Né en 1926 en Moravie, Miroslav Tichý a
entamé une carrière de peintre, marqué par les influences de Picasso, Matisse et des expressionnistes allemands.
La prise du pouvoir par les communistes
en 1948 le conduit à adopter
une position de repli. De retour dans sa ville natale de Kyjov, ayant
quelque peu délaissé la peinture, il s'initie, au milieu
des années cinquante, à la photographie, qu'il réinvente
de toutes pièces, construisant notamment ses propres appareils
ainsi que son matériel de développement à partir
de matériaux au rebut, boites de conserve, verres de récupération,
cartons à chaussures.
Pendant presque trente ans, jusqu'à la fin des années
quatre-vingts, faisant le choix de
l'isolement social et culturel face au régime alors en place,
il réalise quotidiennement
plusieurs dizaines de clichés, ayant pour principal sujet
les femmes de Kyjov. Son comportement volontairement marginal, farouchement
indépendant, à rebours de l'idéologie du progrès
socialiste alors en vigueur, lui vaut des difficultés récurrentes
avec les autorités de l'époque, qui prennent la forme
de divers internements en établissements psychiatriques dans
les années 1960 et 1970 et d'une expulsion de son atelier
en 1972.
Ses images, réalisées de manière instinctive
ou mécanique avec des appareils bricolés,
des optiques approximatives, proposent une vision extraordinaire
d'une réalité érotisée et
fantasmatique, mi réelle-mi onirique: femmes à la piscine,
femmes dans la rue, femmes en
intérieur, ou saisies sur des écrans de télévision,
constituent son sujet unique et obsessionnel.

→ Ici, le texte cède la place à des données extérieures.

//! Node type and related structures.
//!
//! Nodes are the units of a syntax tree. Each node has:
//! - A stable session-unique identifier (survives deletion of other nodes)
//! - A label (the grammatical category or word)
//! - An ordered list of children (left-to-right visual order)
//! - A data-space position written by layout
//! - Editing/selection/reality flags and a pre-edit label snapshot

use std::fmt;

use serde::{Deserialize, Serialize};

use crate::error::{Result, SyntreeError};

/// Stable node identifier.
///
/// This ID remains valid even after other nodes are removed, and is never
/// reused within a session. It wraps a u32 for WebAssembly interop.
#[derive(Debug, Clone, Copy, PartialEq, Eq, Hash, PartialOrd, Ord, Serialize, Deserialize)]
#[serde(transparent)]
pub struct NodeId(pub u32);

impl NodeId {
    /// Create a new NodeId from a raw u32.
    #[inline]
    pub fn new(id: u32) -> Self {
        Self(id)
    }

    /// Get the raw u32 value.
    #[inline]
    pub fn raw(self) -> u32 {
        self.0
    }
}

impl fmt::Display for NodeId {
    fn fmt(&self, f: &mut fmt::Formatter<'_>) -> fmt::Result {
        write!(f, "Node({})", self.0)
    }
}

impl From<u32> for NodeId {
    #[inline]
    fn from(id: u32) -> Self {
        Self(id)
    }
}

impl From<NodeId> for u32 {
    #[inline]
    fn from(id: NodeId) -> Self {
        id.0
    }
}

/// A point in data space.
#[derive(Debug, Clone, Copy, Default, PartialEq, Serialize, Deserialize)]
pub struct Position {
    pub x: f32,
    pub y: f32,
}

impl Position {
    #[inline]
    pub fn new(x: f32, y: f32) -> Self {
        Self { x, y }
    }
}

/// Label bounding box reported by the rendering collaborator.
#[derive(Debug, Clone, Copy, Default, PartialEq, Serialize, Deserialize)]
pub struct BBox {
    #[serde(alias = "width")]
    pub w: f32,
    #[serde(alias = "height")]
    pub h: f32,
}

impl BBox {
    #[inline]
    pub fn new(w: f32, h: f32) -> Self {
        Self { w, h }
    }
}

/// Node state flags packed into a single byte.
#[derive(Debug, Clone, Copy, Default, PartialEq, Eq)]
pub struct NodeState {
    flags: u8,
}

impl NodeState {
    const REAL: u8 = 0b0000_0001;
    const EDITING: u8 = 0b0000_0010;
    const SELECTED: u8 = 0b0000_0100;

    /// Create a new default node state (a draft that is not being edited).
    #[inline]
    pub fn new() -> Self {
        Self { flags: 0 }
    }

    /// Check if the node has been committed by the user.
    #[inline]
    pub fn is_real(self) -> bool {
        self.flags & Self::REAL != 0
    }

    #[inline]
    pub fn set_real(&mut self, real: bool) {
        self.set(Self::REAL, real);
    }

    /// Check if the label is being typed.
    #[inline]
    pub fn is_editing(self) -> bool {
        self.flags & Self::EDITING != 0
    }

    #[inline]
    pub fn set_editing(&mut self, editing: bool) {
        self.set(Self::EDITING, editing);
    }

    /// Check if the node is selected.
    #[inline]
    pub fn is_selected(self) -> bool {
        self.flags & Self::SELECTED != 0
    }

    #[inline]
    pub fn set_selected(&mut self, selected: bool) {
        self.set(Self::SELECTED, selected);
    }

    #[inline]
    fn set(&mut self, flag: u8, on: bool) {
        if on {
            self.flags |= flag;
        } else {
            self.flags &= !flag;
        }
    }
}

/// One step of the label editing state machine.
#[derive(Debug, Clone, PartialEq, Eq)]
pub enum EditPhase {
    /// idle → editing; snapshots the current label.
    Init,
    /// Replace the live label while editing.
    Update(String),
    /// Commit the label and mark the node real.
    Save,
    /// Abandon the edit and restore the snapshot.
    Cancel,
}

/// What an [`EditPhase`] did to a node.
#[derive(Debug, Clone, PartialEq, Eq)]
pub enum EditOutcome {
    /// Now (or still) editing.
    Editing,
    /// The label was committed.
    Saved {
        pre: String,
        post: String,
        was_real: bool,
    },
    /// The edit was abandoned and the old label restored.
    Cancelled,
    /// The edit was abandoned on a draft node, which must be removed.
    Discarded,
    /// Nothing to do (e.g. cancel while idle).
    Unchanged,
}

/// A syntax tree node.
///
/// Parent and children are non-owning id links; the
/// [`NodeArena`](super::NodeArena) owns the node and keeps the links
/// consistent, so `children` is only mutable from inside the arena.
#[derive(Debug, Clone)]
pub struct Node {
    id: NodeId,
    pub label: String,
    pub position: Position,
    pub state: NodeState,
    pub before_edit_label: Option<String>,
    pub(crate) children: Vec<NodeId>,
}

impl Node {
    /// Create a draft node with an empty label.
    pub fn new(id: NodeId) -> Self {
        Self {
            id,
            label: String::new(),
            position: Position::default(),
            state: NodeState::new(),
            before_edit_label: None,
            children: Vec::new(),
        }
    }

    /// Create a draft node with the given label.
    pub fn with_label(id: NodeId, label: impl Into<String>) -> Self {
        let mut node = Self::new(id);
        node.label = label.into();
        node
    }

    #[inline]
    pub fn id(&self) -> NodeId {
        self.id
    }

    /// Children in left-to-right order.
    #[inline]
    pub fn children(&self) -> &[NodeId] {
        &self.children
    }

    #[inline]
    pub fn is_real(&self) -> bool {
        self.state.is_real()
    }

    #[inline]
    pub fn is_editing(&self) -> bool {
        self.state.is_editing()
    }

    #[inline]
    pub fn is_selected(&self) -> bool {
        self.state.is_selected()
    }

    /// Drive the editing state machine one step.
    ///
    /// A `Discarded` outcome leaves the node untouched; removing it is up to
    /// the owner.
    pub fn editing_action(&mut self, phase: EditPhase) -> Result<EditOutcome> {
        match phase {
            EditPhase::Init => {
                if !self.state.is_editing() {
                    self.before_edit_label = Some(self.label.clone());
                    self.state.set_editing(true);
                }
                Ok(EditOutcome::Editing)
            }
            EditPhase::Update(text) => {
                if !self.state.is_editing() {
                    return Err(SyntreeError::InvalidOperation(format!(
                        "{} is not being edited",
                        self.id
                    )));
                }
                self.label = text;
                Ok(EditOutcome::Editing)
            }
            EditPhase::Save => {
                let pre = self
                    .before_edit_label
                    .take()
                    .unwrap_or_else(|| self.label.clone());
                let was_real = self.state.is_real();
                self.state.set_editing(false);
                self.state.set_real(true);
                Ok(EditOutcome::Saved {
                    pre,
                    post: self.label.clone(),
                    was_real,
                })
            }
            EditPhase::Cancel => {
                if !self.state.is_editing() {
                    return Ok(EditOutcome::Unchanged);
                }
                self.state.set_editing(false);
                if let Some(before) = self.before_edit_label.take() {
                    self.label = before;
                }
                if self.state.is_real() {
                    Ok(EditOutcome::Cancelled)
                } else {
                    Ok(EditOutcome::Discarded)
                }
            }
        }
    }
}
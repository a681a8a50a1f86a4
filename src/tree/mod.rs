//! Tree - a thin view over a root node in the arena.
//!
//! A Tree owns nothing but its root id and row height. Any node can serve as
//! the root of a temporary Tree, which is how subtrees are traversed,
//! serialised and laid out.

use serde::Serialize;

use crate::codec;
use crate::config::LayoutConfig;
use crate::error::{Result, SyntreeError};
use crate::graph::{NodeArena, NodeId};
use crate::layout::{Distributor, LayoutReport, Renderer};

/// Default vertical distance between parent and child rows.
pub const DEFAULT_ROW_HEIGHT: f32 = 70.0;

/// Nested view of a subtree, mirroring the parent/child shape.
#[derive(Debug, Clone, PartialEq, Serialize)]
pub struct Subtree {
    pub id: NodeId,
    pub label: String,
    pub children: Vec<Subtree>,
}

/// Data-space extent of a laid-out tree, label boxes included.
#[derive(Debug, Clone, Copy, PartialEq, Serialize)]
#[serde(rename_all = "camelCase")]
pub struct Bounds {
    pub left: f32,
    pub top: f32,
    pub right: f32,
    pub bottom: f32,
}

/// A root id plus the spacing used to lay out beneath it.
#[derive(Debug, Clone, Copy, PartialEq)]
pub struct Tree {
    root: NodeId,
    pub row_height: f32,
}

impl Tree {
    /// Wrap an existing root with the default row height.
    pub fn new(root: NodeId) -> Self {
        Self {
            root,
            row_height: DEFAULT_ROW_HEIGHT,
        }
    }

    pub fn with_row_height(root: NodeId, row_height: f32) -> Self {
        Self { root, row_height }
    }

    #[inline]
    pub fn root(&self) -> NodeId {
        self.root
    }

    /// Number of nodes reachable from the root.
    pub fn len(&self, arena: &NodeArena) -> Result<usize> {
        Ok(arena.preorder(self.root)?.len())
    }

    // =========================================================================
    // Traversal
    // =========================================================================

    /// Flat pre-order descendants of `node` (the root when `None`).
    ///
    /// With `inclusive` the starting node comes first.
    pub fn descendants(
        &self,
        arena: &NodeArena,
        node: Option<NodeId>,
        inclusive: bool,
    ) -> Result<Vec<NodeId>> {
        let mut order = arena.preorder(node.unwrap_or(self.root))?;
        if !inclusive {
            order.remove(0);
        }
        Ok(order)
    }

    /// Nested descendants of `node`.
    ///
    /// Inclusive returns a single entry for `node`; otherwise one entry per
    /// child.
    pub fn descendants_nested(
        &self,
        arena: &NodeArena,
        node: Option<NodeId>,
        inclusive: bool,
    ) -> Result<Vec<Subtree>> {
        let start = node.unwrap_or(self.root);
        if inclusive {
            return Ok(vec![Self::nest(arena, start)?]);
        }
        arena
            .children(start)?
            .iter()
            .map(|&child| Self::nest(arena, child))
            .collect()
    }

    fn nest(arena: &NodeArena, id: NodeId) -> Result<Subtree> {
        let node = arena.get(id)?;
        let children = node
            .children()
            .iter()
            .map(|&child| Self::nest(arena, child))
            .collect::<Result<Vec<_>>>()?;
        Ok(Subtree {
            id,
            label: node.label.clone(),
            children,
        })
    }

    /// Number of edges between `from` and its descendant `to`.
    pub fn node_offset(&self, arena: &NodeArena, from: NodeId, to: NodeId) -> Result<usize> {
        arena.get(from)?;
        let mut current = to;
        let mut offset = 0;
        while current != from {
            match arena.parent(current)? {
                Some(parent) => {
                    current = parent;
                    offset += 1;
                }
                None => {
                    return Err(SyntreeError::NotAncestor {
                        ancestor: from,
                        descendant: to,
                    });
                }
            }
        }
        Ok(offset)
    }

    /// Every node exactly `offset` edges below `node` (the root when `None`),
    /// left to right.
    pub fn nodes_by_offset(
        &self,
        arena: &NodeArena,
        offset: usize,
        node: Option<NodeId>,
    ) -> Result<Vec<NodeId>> {
        let mut row = vec![node.unwrap_or(self.root)];
        arena.get(row[0])?;
        for _ in 0..offset {
            let mut next = Vec::new();
            for id in row {
                next.extend_from_slice(arena.children(id)?);
            }
            if next.is_empty() {
                return Ok(next);
            }
            row = next;
        }
        Ok(row)
    }

    /// Leaf reached by always descending into the first child.
    pub fn left_most(arena: &NodeArena, node: NodeId) -> Result<NodeId> {
        let mut current = node;
        while let Some(&first) = arena.children(current)?.first() {
            current = first;
        }
        Ok(current)
    }

    /// Leaf reached by always descending into the last child.
    pub fn right_most(arena: &NodeArena, node: NodeId) -> Result<NodeId> {
        let mut current = node;
        while let Some(&last) = arena.children(current)?.last() {
            current = last;
        }
        Ok(current)
    }

    // =========================================================================
    // Layout & Export
    // =========================================================================

    /// Lay out the children of the root, rippling up through its ancestors.
    pub fn distribute<R: Renderer + ?Sized>(
        &self,
        arena: &mut NodeArena,
        renderer: &mut R,
        config: &LayoutConfig,
    ) -> Result<LayoutReport> {
        let config = LayoutConfig {
            row_height: self.row_height,
            ..config.clone()
        };
        Distributor::new(config).distribute(arena, renderer, self.root)
    }

    /// Like [`Tree::distribute`] but starting from an explicit angle.
    pub fn distribute_with_angle<R: Renderer + ?Sized>(
        &self,
        arena: &mut NodeArena,
        renderer: &mut R,
        config: &LayoutConfig,
        angle: f32,
    ) -> Result<LayoutReport> {
        let config = LayoutConfig {
            row_height: self.row_height,
            ..config.clone()
        };
        Distributor::new(config).distribute_with_angle(arena, renderer, self.root, angle)
    }

    /// Lay out every level of the tree, deepest first.
    pub fn distribute_all<R: Renderer + ?Sized>(
        &self,
        arena: &mut NodeArena,
        renderer: &mut R,
        config: &LayoutConfig,
    ) -> Result<LayoutReport> {
        let config = LayoutConfig {
            row_height: self.row_height,
            ..config.clone()
        };
        Distributor::new(config).distribute_subtree(arena, renderer, self.root)
    }

    /// Serialise this tree as a treestring.
    pub fn treestring(&self, arena: &NodeArena) -> Result<String> {
        codec::encode(arena, self.root)
    }

    /// One-way bracket notation export.
    pub fn bracket_notation(&self, arena: &NodeArena, node: Option<NodeId>) -> Result<String> {
        codec::bracket_notation(arena, node.unwrap_or(self.root))
    }

    /// Extent of every label box in the tree.
    pub fn bounds<R: Renderer + ?Sized>(&self, arena: &NodeArena, renderer: &R) -> Result<Bounds> {
        let mut bounds = Bounds {
            left: f32::INFINITY,
            top: f32::INFINITY,
            right: f32::NEG_INFINITY,
            bottom: f32::NEG_INFINITY,
        };
        for id in arena.preorder(self.root)? {
            let node = arena.get(id)?;
            let bbox = renderer.label_bbox(id, &node.label);
            let pos = node.position;
            bounds.left = bounds.left.min(pos.x - bbox.w / 2.0);
            bounds.right = bounds.right.max(pos.x + bbox.w / 2.0);
            bounds.top = bounds.top.min(pos.y - bbox.h / 2.0);
            bounds.bottom = bounds.bottom.max(pos.y + bbox.h / 2.0);
        }
        Ok(bounds)
    }

    /// Delete every node reachable from the root.
    ///
    /// Returns the removed ids in pre-order.
    pub fn delete(self, arena: &mut NodeArena) -> Result<Vec<NodeId>> {
        arena.remove_subtree(self.root)
    }
}
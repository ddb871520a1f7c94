//! High-level operations.
//!
//! This module contains the implementation of graphinfo commands.

pub mod describe;
pub mod manifest_info;

pub use describe::{describe, describe_snapshot, render, DescribeOptions, OutputFormat};
pub use manifest_info::{
    product_build_names, target_build_names, BuildNameByConfig, ManifestInfo, PackageRef,
    ProductInfo, TargetInfo,
};
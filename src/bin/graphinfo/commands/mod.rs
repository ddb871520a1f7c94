//! Command implementations

pub mod completions;
pub mod configs;
pub mod describe;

Les images tirées et agrandies par ses soins sont souvent
ensuite retouchées, montées
et encadrées sur des matériaux pauvres, journaux, cartons,
et parfois ensuite abandonnées
plusieurs années dans son atelier. Sous ou sur-exposées,
rayées, floues, déchirées, tachées,
elles révèlent néanmoins un artiste inclassable,
marqué par de fortes influences picturales
classiques mais dont la méthode s'apparente parfois à certaines
pratiques amateur
et de l'art «outsider». Par l'inlassable recours à un
seul et même thème, par l'abondance
et la régularité de la production, son travail entretient également
des affinités avec bien
des démarches de l'art contemporain des mêmes années.
L'exposition
rassemble une centaine de photographies et quelques appareils
photographiques, en provenance pour l'essentiel de la Fondation Tichý-Ocean,
ainsi que des oeuvres de la collection du Centre Pompidou. Elle est
accompagnée
d'un catalogue publié par les éditions du Centre Pompidou
qui constitue le premier
ouvrage sur Miroslav Tichý disponible en français.